== Data provided
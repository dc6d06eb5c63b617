//! WordPress content fetcher.
//!
//! Resolves an article id to its title, summary, body and featured image
//! through the WordPress REST API (`/wp-json/wp/v2/posts/{id}` and
//! `/wp-json/wp/v2/media/{id}`). Markup in rendered fields is stripped to
//! plain text. A featured image that is absent or does not resolve falls back
//! to the brand default image.

mod text;

use std::time::Duration;

use async_trait::async_trait;
use postrelay_shared::{
    ArticleContent, ArticleRef, CmsSettings, FetchError, ImageSource, PostRelayError, Result,
    Settings,
};
use reqwest::{Client, RequestBuilder, StatusCode};
use serde::Deserialize;
use tracing::{debug, info, instrument, warn};

pub use text::html_to_text;

/// User-Agent string for CMS requests.
const USER_AGENT: &str = concat!("postrelay/", env!("CARGO_PKG_VERSION"));

/// REST namespace under the site root.
const API_PREFIX: &str = "wp-json/wp/v2";

/// Source of article content for the pipeline.
#[async_trait]
pub trait ContentFetcher: Send + Sync {
    /// Fetch `article`. Fails only when the article itself cannot be resolved.
    async fn fetch(&self, article: &ArticleRef) -> std::result::Result<ArticleContent, FetchError>;
}

// ---------------------------------------------------------------------------
// WordPress wire types
// ---------------------------------------------------------------------------

#[derive(Debug, Default, Deserialize)]
struct Rendered {
    #[serde(default)]
    rendered: String,
}

#[derive(Debug, Deserialize)]
struct WpPost {
    #[serde(default)]
    title: Rendered,
    #[serde(default)]
    excerpt: Rendered,
    #[serde(default)]
    content: Rendered,
    /// 0 when the post has no featured image.
    #[serde(default)]
    featured_media: u64,
}

#[derive(Debug, Deserialize)]
struct WpMedia {
    #[serde(default)]
    source_url: Option<String>,
    #[serde(default)]
    media_details: Option<MediaDetails>,
}

#[derive(Debug, Deserialize)]
struct MediaDetails {
    #[serde(default)]
    sizes: Option<MediaSizes>,
}

#[derive(Debug, Deserialize)]
struct MediaSizes {
    #[serde(default)]
    full: Option<MediaSize>,
}

#[derive(Debug, Deserialize)]
struct MediaSize {
    #[serde(default)]
    source_url: Option<String>,
}

impl WpMedia {
    /// Prefer the "full" size variant, then the generic source field.
    fn best_url(self) -> Option<String> {
        let full = self
            .media_details
            .and_then(|d| d.sizes)
            .and_then(|s| s.full)
            .and_then(|f| f.source_url);
        full.or(self.source_url)
            .map(|u| u.trim().to_string())
            .filter(|u| !u.is_empty())
    }
}

// ---------------------------------------------------------------------------
// WordPressClient
// ---------------------------------------------------------------------------

/// [`ContentFetcher`] backed by the WordPress REST API with basic auth.
pub struct WordPressClient {
    client: Client,
    cms: CmsSettings,
    default_image_url: String,
}

impl WordPressClient {
    /// Build a client for `cms` with the given request timeout.
    pub fn new(cms: CmsSettings, default_image_url: String, timeout: Duration) -> Result<Self> {
        let client = Client::builder()
            .user_agent(USER_AGENT)
            .timeout(timeout)
            .build()
            .map_err(|e| PostRelayError::Network(format!("failed to build HTTP client: {e}")))?;

        Ok(Self {
            client,
            cms,
            default_image_url,
        })
    }

    /// Build from resolved settings.
    pub fn from_settings(settings: &Settings) -> Result<Self> {
        Self::new(
            settings.cms.clone(),
            settings.brand.default_image_url.clone(),
            settings.timeouts.fetch,
        )
    }

    fn get(&self, path: &str) -> RequestBuilder {
        let url = format!("{}/{API_PREFIX}/{path}", self.cms.base_url);
        let req = self.client.get(url);
        match self.cms.credentials() {
            Some((user, password)) => req.basic_auth(user, Some(password)),
            None => req,
        }
    }

    async fn fetch_post(&self, article: &ArticleRef) -> std::result::Result<WpPost, FetchError> {
        let response = self
            .get(&format!("posts/{}", article.id()))
            .send()
            .await
            .map_err(|e| FetchError::Network(e.to_string()))?;

        match response.status() {
            s if s.is_success() => {}
            s @ (StatusCode::UNAUTHORIZED | StatusCode::FORBIDDEN) => {
                return Err(FetchError::Auth { status: s.as_u16() });
            }
            StatusCode::NOT_FOUND => {
                return Err(FetchError::NotFound {
                    id: article.id().to_string(),
                });
            }
            s => return Err(FetchError::Upstream { status: s.as_u16() }),
        }

        response
            .json::<WpPost>()
            .await
            .map_err(|e| FetchError::Malformed(e.to_string()))
    }

    /// Resolve a media id to a direct URL. Every failure here is recoverable.
    async fn resolve_media(&self, media_id: u64) -> std::result::Result<String, String> {
        let response = self
            .get(&format!("media/{media_id}"))
            .send()
            .await
            .map_err(|e| e.to_string())?;

        let status = response.status();
        if !status.is_success() {
            return Err(format!("HTTP {status}"));
        }

        let media: WpMedia = response.json().await.map_err(|e| e.to_string())?;
        media.best_url().ok_or_else(|| "media has no source URL".to_string())
    }
}

#[async_trait]
impl ContentFetcher for WordPressClient {
    #[instrument(skip_all, fields(post_id = %article))]
    async fn fetch(&self, article: &ArticleRef) -> std::result::Result<ArticleContent, FetchError> {
        let post = self.fetch_post(article).await?;

        let (featured_image_url, image_source) = if post.featured_media == 0 {
            debug!("post has no featured media, using brand default");
            (self.default_image_url.clone(), ImageSource::BrandDefault)
        } else {
            match self.resolve_media(post.featured_media).await {
                Ok(url) => (url, ImageSource::Featured),
                Err(reason) => {
                    warn!(
                        media_id = post.featured_media,
                        %reason,
                        "featured media did not resolve, using brand default"
                    );
                    (self.default_image_url.clone(), ImageSource::BrandDefault)
                }
            }
        };

        let content = ArticleContent {
            title: html_to_text(&post.title.rendered),
            summary: html_to_text(&post.excerpt.rendered),
            body: html_to_text(&post.content.rendered),
            featured_image_url,
            image_source,
        };

        info!(
            title = %content.title,
            image_source = ?content.image_source,
            "article fetched"
        );
        Ok(content)
    }
}
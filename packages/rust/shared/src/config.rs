//! Application configuration for postrelay.
//!
//! User config lives at `~/.postrelay/postrelay.toml`. The file never holds
//! secrets: it names the environment variables that do. At startup the file
//! is resolved once into an immutable [`Settings`] value that is handed to
//! each component constructor.

use std::path::{Path, PathBuf};
use std::time::Duration;

use serde::{Deserialize, Serialize};
use url::Url;

use crate::error::{PostRelayError, Result};
use crate::types::{Platform, Target};

/// Default configuration file name.
const CONFIG_FILE_NAME: &str = "postrelay.toml";

/// Default config directory name under the user's home.
const CONFIG_DIR_NAME: &str = ".postrelay";

// ---------------------------------------------------------------------------
// Config structs (matching postrelay.toml schema)
// ---------------------------------------------------------------------------

/// Top-level application config, deserialized from TOML.
#[derive(Debug, Clone, Serialize, Deserialize)]
pub struct AppConfig {
    #[serde(default)]
    pub server: ServerConfig,

    #[serde(default)]
    pub cms: CmsConfig,

    #[serde(default)]
    pub brand: BrandConfig,

    #[serde(default)]
    pub caption: CaptionConfig,

    #[serde(default)]
    pub social: SocialConfig,

    /// Fan-out targets, published to in order.
    #[serde(default = "default_targets")]
    pub targets: Vec<TargetConfig>,

    #[serde(default)]
    pub dedup: DedupConfig,

    #[serde(default)]
    pub timeouts: TimeoutsConfig,
}

impl Default for AppConfig {
    fn default() -> Self {
        Self {
            server: ServerConfig::default(),
            cms: CmsConfig::default(),
            brand: BrandConfig::default(),
            caption: CaptionConfig::default(),
            social: SocialConfig::default(),
            targets: default_targets(),
            dedup: DedupConfig::default(),
            timeouts: TimeoutsConfig::default(),
        }
    }
}

/// `[server]` section.
#[derive(Debug, Clone, Serialize, Deserialize)]
pub struct ServerConfig {
    #[serde(default = "default_port")]
    pub port: u16,

    /// Path the CMS posts webhooks to.
    #[serde(default = "default_webhook_path")]
    pub webhook_path: String,
}

impl Default for ServerConfig {
    fn default() -> Self {
        Self {
            port: default_port(),
            webhook_path: default_webhook_path(),
        }
    }
}

fn default_port() -> u16 {
    10000
}
fn default_webhook_path() -> String {
    "/webhook-receiver".into()
}

/// `[cms]` section.
#[derive(Debug, Clone, Serialize, Deserialize)]
pub struct CmsConfig {
    /// WordPress site root, e.g. `https://example.com`.
    #[serde(default)]
    pub base_url: String,

    /// Basic-auth user name.
    #[serde(default)]
    pub user: Option<String>,

    /// Name of the env var holding the application password.
    #[serde(default = "default_cms_password_env")]
    pub password_env: String,
}

impl Default for CmsConfig {
    fn default() -> Self {
        Self {
            base_url: String::new(),
            user: None,
            password_env: default_cms_password_env(),
        }
    }
}

fn default_cms_password_env() -> String {
    "WP_PASSWORD".into()
}

/// Creative shape.
#[derive(Debug, Clone, Copy, PartialEq, Eq, Serialize, Deserialize)]
#[serde(rename_all = "snake_case")]
pub enum CreativeFormat {
    /// 1080×1080 feed creative.
    Square,
    /// 1080×1920 short-form creative.
    Tall,
}

impl CreativeFormat {
    /// Whether the renderer emits a video container for this format.
    pub fn is_video(&self) -> bool {
        match self {
            Self::Square | Self::Tall => false,
        }
    }
}

/// `[brand]` section.
#[derive(Debug, Clone, Serialize, Deserialize)]
pub struct BrandConfig {
    /// Image used when an article has no usable featured media.
    #[serde(default)]
    pub default_image_url: String,

    /// Logo composited onto every creative.
    #[serde(default)]
    pub logo_url: String,

    /// Footer text rendered at the bottom of the creative.
    #[serde(default = "default_footer")]
    pub footer: String,

    /// Call-to-action line of the fallback caption.
    #[serde(default = "default_cta")]
    pub cta: String,

    /// Hashtags appended to the fallback caption.
    #[serde(default = "default_hashtags")]
    pub hashtags: Vec<String>,

    #[serde(default = "default_format")]
    pub format: CreativeFormat,
}

impl Default for BrandConfig {
    fn default() -> Self {
        Self {
            default_image_url: String::new(),
            logo_url: String::new(),
            footer: default_footer(),
            cta: default_cta(),
            hashtags: default_hashtags(),
            format: default_format(),
        }
    }
}

fn default_footer() -> String {
    "@VOZDOLITORALNORTE".into()
}
fn default_cta() -> String {
    "Leia a matéria completa em nosso site. Link na bio!".into()
}
fn default_hashtags() -> Vec<String> {
    ["#noticias", "#litoralnorte", "#brasil", "#jornalismo"]
        .into_iter()
        .map(String::from)
        .collect()
}
fn default_format() -> CreativeFormat {
    CreativeFormat::Square
}

/// `[caption]` section.
#[derive(Debug, Clone, Serialize, Deserialize)]
pub struct CaptionConfig {
    /// OpenAI-compatible chat completions endpoint. Unset means every
    /// caption uses the fallback template.
    #[serde(default)]
    pub endpoint: Option<String>,

    #[serde(default = "default_caption_model")]
    pub model: String,

    /// Name of the env var holding the bearer token (never store the token itself).
    #[serde(default = "default_caption_token_env")]
    pub token_env: String,

    #[serde(default = "default_caption_timeout")]
    pub timeout_secs: u64,
}

impl Default for CaptionConfig {
    fn default() -> Self {
        Self {
            endpoint: None,
            model: default_caption_model(),
            token_env: default_caption_token_env(),
            timeout_secs: default_caption_timeout(),
        }
    }
}

fn default_caption_model() -> String {
    "gpt-4o-mini".into()
}
fn default_caption_token_env() -> String {
    "CAPTION_API_TOKEN".into()
}
fn default_caption_timeout() -> u64 {
    20
}
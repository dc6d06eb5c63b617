//! Core pipeline orchestration for postrelay.
//!
//! This crate ties the CMS fetcher, creative renderer, caption composer,
//! media host and social fan-out into one publication run per webhook
//! delivery, and exposes the HTTP router that triggers it.

pub mod caption;
pub mod pipeline;
pub mod webhook;

#[cfg(test)]
mod testing;

pub use caption::{CaptionComposer, GenerativeCaptioner, TemplateCaptioner, fallback_caption};
pub use pipeline::{
    Pipeline, PipelineError, PipelineParts, ProgressReporter, RunReport, SilentProgress, Stage,
};
pub use webhook::{LIVENESS, parse_post_id, router};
====
▸ **Exercise**
Going through the data above, return each line with the word "using".

▸ **Written response**
            debug!("post has no featured media, using brand default");
                        "featured media did not resolve, using brand default"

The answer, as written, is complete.